◆ **DATA PROVIDED**
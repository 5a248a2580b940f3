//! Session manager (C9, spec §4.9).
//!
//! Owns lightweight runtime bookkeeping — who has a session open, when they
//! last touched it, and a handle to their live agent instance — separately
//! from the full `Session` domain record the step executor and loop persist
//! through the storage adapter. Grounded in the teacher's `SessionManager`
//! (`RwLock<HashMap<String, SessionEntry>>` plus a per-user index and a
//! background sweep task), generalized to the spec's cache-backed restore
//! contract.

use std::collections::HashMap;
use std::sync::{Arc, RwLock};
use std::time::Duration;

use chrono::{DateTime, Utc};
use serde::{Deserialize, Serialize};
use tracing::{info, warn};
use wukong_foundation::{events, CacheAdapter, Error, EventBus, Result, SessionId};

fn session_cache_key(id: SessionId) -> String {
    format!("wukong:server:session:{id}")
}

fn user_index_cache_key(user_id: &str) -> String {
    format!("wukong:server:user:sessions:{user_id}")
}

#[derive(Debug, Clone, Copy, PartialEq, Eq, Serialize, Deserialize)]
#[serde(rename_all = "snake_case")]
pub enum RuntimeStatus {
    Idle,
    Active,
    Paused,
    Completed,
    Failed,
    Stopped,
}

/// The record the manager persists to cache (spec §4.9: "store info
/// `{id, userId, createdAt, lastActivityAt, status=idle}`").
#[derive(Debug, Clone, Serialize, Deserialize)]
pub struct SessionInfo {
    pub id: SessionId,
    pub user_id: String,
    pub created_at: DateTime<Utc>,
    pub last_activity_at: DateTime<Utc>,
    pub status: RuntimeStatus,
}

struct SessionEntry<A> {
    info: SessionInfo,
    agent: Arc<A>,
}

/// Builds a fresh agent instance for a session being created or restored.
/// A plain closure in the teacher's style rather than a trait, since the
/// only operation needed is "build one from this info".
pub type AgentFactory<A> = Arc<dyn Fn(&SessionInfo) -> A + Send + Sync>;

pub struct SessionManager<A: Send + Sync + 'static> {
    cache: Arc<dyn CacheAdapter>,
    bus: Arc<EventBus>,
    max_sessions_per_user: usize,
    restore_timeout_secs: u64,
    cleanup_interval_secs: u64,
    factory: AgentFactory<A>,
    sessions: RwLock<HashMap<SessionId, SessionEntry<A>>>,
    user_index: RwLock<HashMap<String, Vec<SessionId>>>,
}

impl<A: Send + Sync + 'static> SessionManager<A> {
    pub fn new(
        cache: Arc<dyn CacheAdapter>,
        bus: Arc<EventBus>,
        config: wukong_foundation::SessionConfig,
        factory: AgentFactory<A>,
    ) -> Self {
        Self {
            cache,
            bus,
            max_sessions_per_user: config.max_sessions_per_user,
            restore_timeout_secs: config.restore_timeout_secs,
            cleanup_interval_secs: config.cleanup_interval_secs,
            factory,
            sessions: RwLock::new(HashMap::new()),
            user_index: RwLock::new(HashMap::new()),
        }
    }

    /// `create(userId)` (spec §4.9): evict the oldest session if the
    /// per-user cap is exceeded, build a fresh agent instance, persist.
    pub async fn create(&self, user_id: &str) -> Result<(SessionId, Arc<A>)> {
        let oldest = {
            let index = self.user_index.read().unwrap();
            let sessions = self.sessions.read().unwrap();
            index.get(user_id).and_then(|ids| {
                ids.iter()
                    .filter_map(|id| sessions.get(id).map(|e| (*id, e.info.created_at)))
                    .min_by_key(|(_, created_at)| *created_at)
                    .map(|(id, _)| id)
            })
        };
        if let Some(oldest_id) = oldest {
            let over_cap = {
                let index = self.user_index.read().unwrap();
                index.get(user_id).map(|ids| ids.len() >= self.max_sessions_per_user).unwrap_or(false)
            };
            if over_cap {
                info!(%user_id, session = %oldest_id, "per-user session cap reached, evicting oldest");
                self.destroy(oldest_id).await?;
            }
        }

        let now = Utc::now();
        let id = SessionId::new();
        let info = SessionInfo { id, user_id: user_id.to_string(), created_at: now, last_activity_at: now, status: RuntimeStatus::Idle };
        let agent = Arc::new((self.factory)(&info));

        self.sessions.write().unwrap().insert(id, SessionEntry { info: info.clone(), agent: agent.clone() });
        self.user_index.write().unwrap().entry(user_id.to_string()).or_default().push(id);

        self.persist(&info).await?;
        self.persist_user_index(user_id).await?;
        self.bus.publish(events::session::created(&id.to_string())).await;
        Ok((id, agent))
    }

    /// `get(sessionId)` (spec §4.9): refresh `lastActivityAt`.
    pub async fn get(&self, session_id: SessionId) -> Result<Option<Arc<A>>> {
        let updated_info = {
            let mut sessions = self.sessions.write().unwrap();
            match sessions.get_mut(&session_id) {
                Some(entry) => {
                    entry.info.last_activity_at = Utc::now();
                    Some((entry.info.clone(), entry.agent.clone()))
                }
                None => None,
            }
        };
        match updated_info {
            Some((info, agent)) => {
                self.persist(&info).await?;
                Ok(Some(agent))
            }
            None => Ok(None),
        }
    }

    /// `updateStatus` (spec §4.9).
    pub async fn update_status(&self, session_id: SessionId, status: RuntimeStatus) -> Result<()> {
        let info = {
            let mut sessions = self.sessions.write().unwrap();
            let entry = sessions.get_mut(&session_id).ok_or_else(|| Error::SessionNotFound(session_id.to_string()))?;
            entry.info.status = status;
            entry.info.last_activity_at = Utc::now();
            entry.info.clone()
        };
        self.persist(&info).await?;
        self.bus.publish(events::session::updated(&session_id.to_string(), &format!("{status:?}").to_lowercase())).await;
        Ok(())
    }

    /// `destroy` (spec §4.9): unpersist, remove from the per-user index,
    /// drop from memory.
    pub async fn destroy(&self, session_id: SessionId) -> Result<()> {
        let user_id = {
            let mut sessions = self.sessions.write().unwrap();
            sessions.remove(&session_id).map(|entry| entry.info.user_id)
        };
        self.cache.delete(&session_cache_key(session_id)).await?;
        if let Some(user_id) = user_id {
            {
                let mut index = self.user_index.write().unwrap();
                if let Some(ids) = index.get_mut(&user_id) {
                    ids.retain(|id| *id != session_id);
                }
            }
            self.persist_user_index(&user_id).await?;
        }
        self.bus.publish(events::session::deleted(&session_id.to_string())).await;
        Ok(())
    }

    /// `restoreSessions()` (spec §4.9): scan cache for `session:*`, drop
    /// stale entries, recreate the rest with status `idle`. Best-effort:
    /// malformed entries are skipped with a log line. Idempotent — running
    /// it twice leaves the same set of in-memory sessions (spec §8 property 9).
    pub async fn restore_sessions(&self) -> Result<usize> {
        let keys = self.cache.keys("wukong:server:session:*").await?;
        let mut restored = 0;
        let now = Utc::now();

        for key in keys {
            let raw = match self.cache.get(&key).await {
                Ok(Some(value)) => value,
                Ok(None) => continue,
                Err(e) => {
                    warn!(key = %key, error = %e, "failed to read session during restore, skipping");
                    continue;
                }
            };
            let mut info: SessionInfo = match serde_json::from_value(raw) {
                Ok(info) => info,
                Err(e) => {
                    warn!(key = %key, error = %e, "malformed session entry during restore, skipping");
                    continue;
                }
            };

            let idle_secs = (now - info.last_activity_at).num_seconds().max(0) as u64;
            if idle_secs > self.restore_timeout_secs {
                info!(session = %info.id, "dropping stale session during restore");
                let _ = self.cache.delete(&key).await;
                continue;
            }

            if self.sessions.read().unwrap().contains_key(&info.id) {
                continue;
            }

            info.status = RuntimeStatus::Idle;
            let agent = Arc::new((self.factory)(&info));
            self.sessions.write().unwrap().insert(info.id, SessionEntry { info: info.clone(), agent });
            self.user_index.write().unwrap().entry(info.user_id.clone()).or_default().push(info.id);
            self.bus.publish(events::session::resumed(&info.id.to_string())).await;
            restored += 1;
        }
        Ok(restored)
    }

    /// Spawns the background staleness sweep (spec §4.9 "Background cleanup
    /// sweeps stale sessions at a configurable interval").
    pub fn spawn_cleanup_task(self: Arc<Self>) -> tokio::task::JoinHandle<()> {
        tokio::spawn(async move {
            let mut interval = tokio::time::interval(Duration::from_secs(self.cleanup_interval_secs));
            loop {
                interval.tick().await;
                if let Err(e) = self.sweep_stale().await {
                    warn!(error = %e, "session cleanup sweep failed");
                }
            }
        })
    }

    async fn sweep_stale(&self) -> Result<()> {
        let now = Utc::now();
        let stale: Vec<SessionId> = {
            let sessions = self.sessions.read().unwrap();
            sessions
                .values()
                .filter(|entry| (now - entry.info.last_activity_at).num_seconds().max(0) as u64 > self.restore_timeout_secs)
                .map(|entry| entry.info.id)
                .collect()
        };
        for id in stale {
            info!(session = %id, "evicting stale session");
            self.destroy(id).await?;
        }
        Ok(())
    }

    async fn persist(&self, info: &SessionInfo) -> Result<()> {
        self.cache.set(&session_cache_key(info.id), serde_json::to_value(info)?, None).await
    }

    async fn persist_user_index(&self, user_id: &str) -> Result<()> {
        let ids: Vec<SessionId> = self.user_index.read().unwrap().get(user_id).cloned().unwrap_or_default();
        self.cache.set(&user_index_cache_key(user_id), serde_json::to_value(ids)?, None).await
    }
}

◆ **TASK STATEMENT**
Each line of the entries above that contains "RuntimeStatus" is to be copied.

◆ **SOLUTION FOR THIS EXERCISE**
pub enum RuntimeStatus {
    pub status: RuntimeStatus,
        let info = SessionInfo { id, user_id: user_id.to_string(), created_at: now, last_activity_at: now, status: RuntimeStatus::Idle };
    pub async fn update_status(&self, session_id: SessionId, status: RuntimeStatus) -> Result<()> {
            info.status = RuntimeStatus::Idle;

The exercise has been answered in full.